Giovanni Cavaza, who seems to have been doing a little embezzling in his job as castellan of Nauplion, came into possession of one of the Foucherolle fiefs which had been in that family for six generations. At least half the fief was in vines: he also had a solid business in linen and wool. He had a house on Akro-Nauplion, and one outside the walls which he willed to his wife and then his sister. He seems to have died about 1405.

 In 1412 the governor of Nauplion gave half the fief to Manoli Murmuri, from the leading Greek family of Nauplion. After three years of suits and counter-suits, the half-fief was transferred to Giovanni Catello, from the leading Venetian family of Nauplion. This half-fief was apparently worth killing for, and this is where the story gets complicated. 
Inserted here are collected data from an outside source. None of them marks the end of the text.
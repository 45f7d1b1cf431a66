//! Middleware abstractions for handler chains.
//!
//! Middleware intercepts a request before its terminal handler runs,
//! observes the outcome afterwards, and can steer the error path. Each
//! chain instantiates its own middleware through factories, so instances
//! may hold per-dispatch state.

// Layer 1: Standard library imports
// (none)

// Layer 2: Third-party crate imports
use async_trait::async_trait;
use thiserror::Error;
use tokio_util::sync::CancellationToken;

// Layer 3: Internal module imports
use crate::context::RequestContext;
use crate::error::BusError;
use crate::request::Request;

/// Result type for middleware hooks.
pub type MiddlewareResult<T> = Result<T, MiddlewareError>;

/// Error types specific to middleware processing.
#[derive(Debug, Clone, Error)]
pub enum MiddlewareError {
    /// The middleware refused the request
    #[error("request rejected: {reason}")]
    Rejected { reason: String },

    /// The middleware itself failed while processing
    #[error("processing failed: {reason}")]
    Failed { reason: String },
}

impl MiddlewareError {
    /// Creates a rejection error.
    pub fn rejected(reason: impl Into<String>) -> Self {
        Self::Rejected {
            reason: reason.into(),
        }
    }

    /// Creates a processing failure error.
    pub fn failed(reason: impl Into<String>) -> Self {
        Self::Failed {
            reason: reason.into(),
        }
    }

    /// Converts this middleware error to a bus error.
    pub fn into_bus_error(self, middleware: &str) -> BusError {
        BusError::middleware(middleware, self.to_string())
    }
}

/// Action to take when a chain encounters an error.
///
/// Returned by [`Middleware::on_error`]; lets a middleware wrap, replace,
/// or swallow failures flowing up the chain.
#[derive(Debug, Clone)]
pub enum ErrorAction {
    /// Continue unwinding with the original error
    Continue,

    /// Replace the original error with a different error
    Replace(BusError),

    /// Suppress the error and treat the chain as handled
    Suppress,
}

/// Where a middleware sits relative to the terminal handler.
#[derive(Debug, Clone, Copy, PartialEq, Eq, Hash)]
pub enum Placement {
    /// `before` hook runs ahead of the terminal
    Before,

    /// `before` hook runs after the terminal completed
    After,
}

/// Outcome of one handler chain, observed by `after` hooks.
#[derive(Debug)]
pub enum ChainOutcome<R> {
    /// The terminal ran and returned the (possibly transformed) request
    Completed(R),

    /// A middleware short-circuited; the terminal never ran
    ShortCircuited,

    /// The chain failed with the final (possibly replaced) error
    Failed(BusError),
}

impl<R> ChainOutcome<R> {
    /// Returns true when the terminal handler ran to completion.
    pub fn is_completed(&self) -> bool {
        matches!(self, ChainOutcome::Completed(_))
    }
}

/// Middleware hook surface for synchronous chains.
///
/// # Hook Order
/// `before` hooks run in declared order; the terminal runs next; `after`
/// hooks observe the outcome; `on_error` hooks run while an error
/// unwinds. Returning `Ok(None)` from `before` short-circuits the chain
/// (the middleware handled the request).
pub trait Middleware<R: Request>: Send {
    /// Returns the name of this middleware for logging and identification.
    fn name(&self) -> &str;

    /// Processes a request before the terminal handler runs.
    ///
    /// Returns `Ok(Some(request))` to continue with the (possibly
    /// modified) request, `Ok(None)` to short-circuit, or `Err` to
    /// reject.
    fn before(
        &mut self,
        request: R,
        _context: &mut RequestContext,
    ) -> MiddlewareResult<Option<R>> {
        Ok(Some(request))
    }

    /// Handles an error unwinding through the chain.
    fn on_error(&mut self, _error: &BusError, _context: &RequestContext) -> ErrorAction {
        ErrorAction::Continue
    }

    /// Observes the chain outcome after processing completes.
    fn after(
        &mut self,
        _context: &RequestContext,
        _outcome: &ChainOutcome<R>,
    ) -> MiddlewareResult<()> {
        Ok(())
    }
}

/// Middleware hook surface for asynchronous chains.
///
/// Mirrors [`Middleware`]; the cancellation token reaches every hook so
/// long-running interceptors can unwind cooperatively.
#[async_trait]
pub trait AsyncMiddleware<R: Request>: Send {
    /// Returns the name of this middleware for logging and identification.
    fn name(&self) -> &str;

    /// Processes a request before the terminal handler runs.
    async fn before(
        &mut self,
        request: R,
        _context: &mut RequestContext,
        _cancel: &CancellationToken,
    ) -> MiddlewareResult<Option<R>> {
        Ok(Some(request))
    }

    /// Handles an error unwinding through the chain.
    async fn on_error(&mut self, _error: &BusError, _context: &RequestContext) -> ErrorAction {
        ErrorAction::Continue
    }

    /// Observes the chain outcome after processing completes.
    async fn after(
        &mut self,
        _context: &RequestContext,
        _outcome: &ChainOutcome<R>,
    ) -> MiddlewareResult<()> {
        Ok(())
    }
}

#[cfg(test)]
mod tests {
    use super::*;

    #[test]
    fn test_middleware_error_display() {
        let rejected = MiddlewareError::rejected("duplicate request");
        assert!(rejected.to_string().contains("rejected"));
        assert!(rejected.to_string().contains("duplicate request"));

        let failed = MiddlewareError::failed("store unavailable");
        assert!(failed.to_string().contains("store unavailable"));
    }

    #[test]
    fn test_into_bus_error_names_the_middleware() {
        let err = MiddlewareError::rejected("duplicate").into_bus_error("inbox");
        let msg = err.to_string();
        assert!(msg.contains("inbox"));
        assert!(msg.contains("duplicate"));
        assert_eq!(err.category(), "middleware");
    }

    #[test]
    fn test_chain_outcome_predicates() {
        assert!(ChainOutcome::Completed(1u8).is_completed());
        assert!(!ChainOutcome::<u8>::ShortCircuited.is_completed());
        assert!(!ChainOutcome::<u8>::Failed(BusError::Cancelled).is_completed());
    }

    #[test]
    fn test_placement_equality() {
        assert_eq!(Placement::Before, Placement::Before);
        assert_ne!(Placement::Before, Placement::After);
    }
}
// Layer 1: Standard library imports
use std::time::Duration;

// Layer 2: Third-party crate imports
use async_trait::async_trait;
use tokio_util::sync::CancellationToken;

// Layer 3: Internal module imports
use crate::error::BusResult;
use crate::message::Message;

/// Synchronous broker-facing sender.
///
/// Concrete drivers live outside the core; the bus wraps every `send` in
/// its resilience envelope, so implementations surface transport
/// failures plainly and leave retrying to the policies.
pub trait MessageProducer: Send + Sync {
    /// Produce a message to the broker
    fn send(&self, message: &Message) -> BusResult<()>;

    /// Produce a message after a broker-side delay.
    ///
    /// Brokers without native delay support fall back to an immediate
    /// send, which this default does.
    fn send_with_delay(&self, message: &Message, _delay: Duration) -> BusResult<()> {
        self.send(message)
    }
}

/// Asynchronous broker-facing sender.
#[async_trait]
pub trait AsyncMessageProducer: Send + Sync {
    /// Produce a message to the broker
    async fn send(&self, message: &Message, cancel: &CancellationToken) -> BusResult<()>;

    /// Produce a message after a broker-side delay
    async fn send_with_delay(
        &self,
        message: &Message,
        _delay: Duration,
        cancel: &CancellationToken,
    ) -> BusResult<()> {
        self.send(message, cancel).await
    }
}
In 1416, Giovanni's brother Michali, Nicolò Murmuri, and someone's brother named Gregorio tried to kill Giovanni, who was so badly injured that he lost his right hand. Eight years later, in 1424, these conspirators bribed a villano to kill Giovanni when he was out in the vineyards . Again he survived the assault, although he received five wounds. The villano disappeared, but his brother testified against him and Michali, Gregorio, and Nicolò. Giovanni made a complaint to the Venetian Signoria against the three: we have no further information, even though the story has gone on for at least nine years.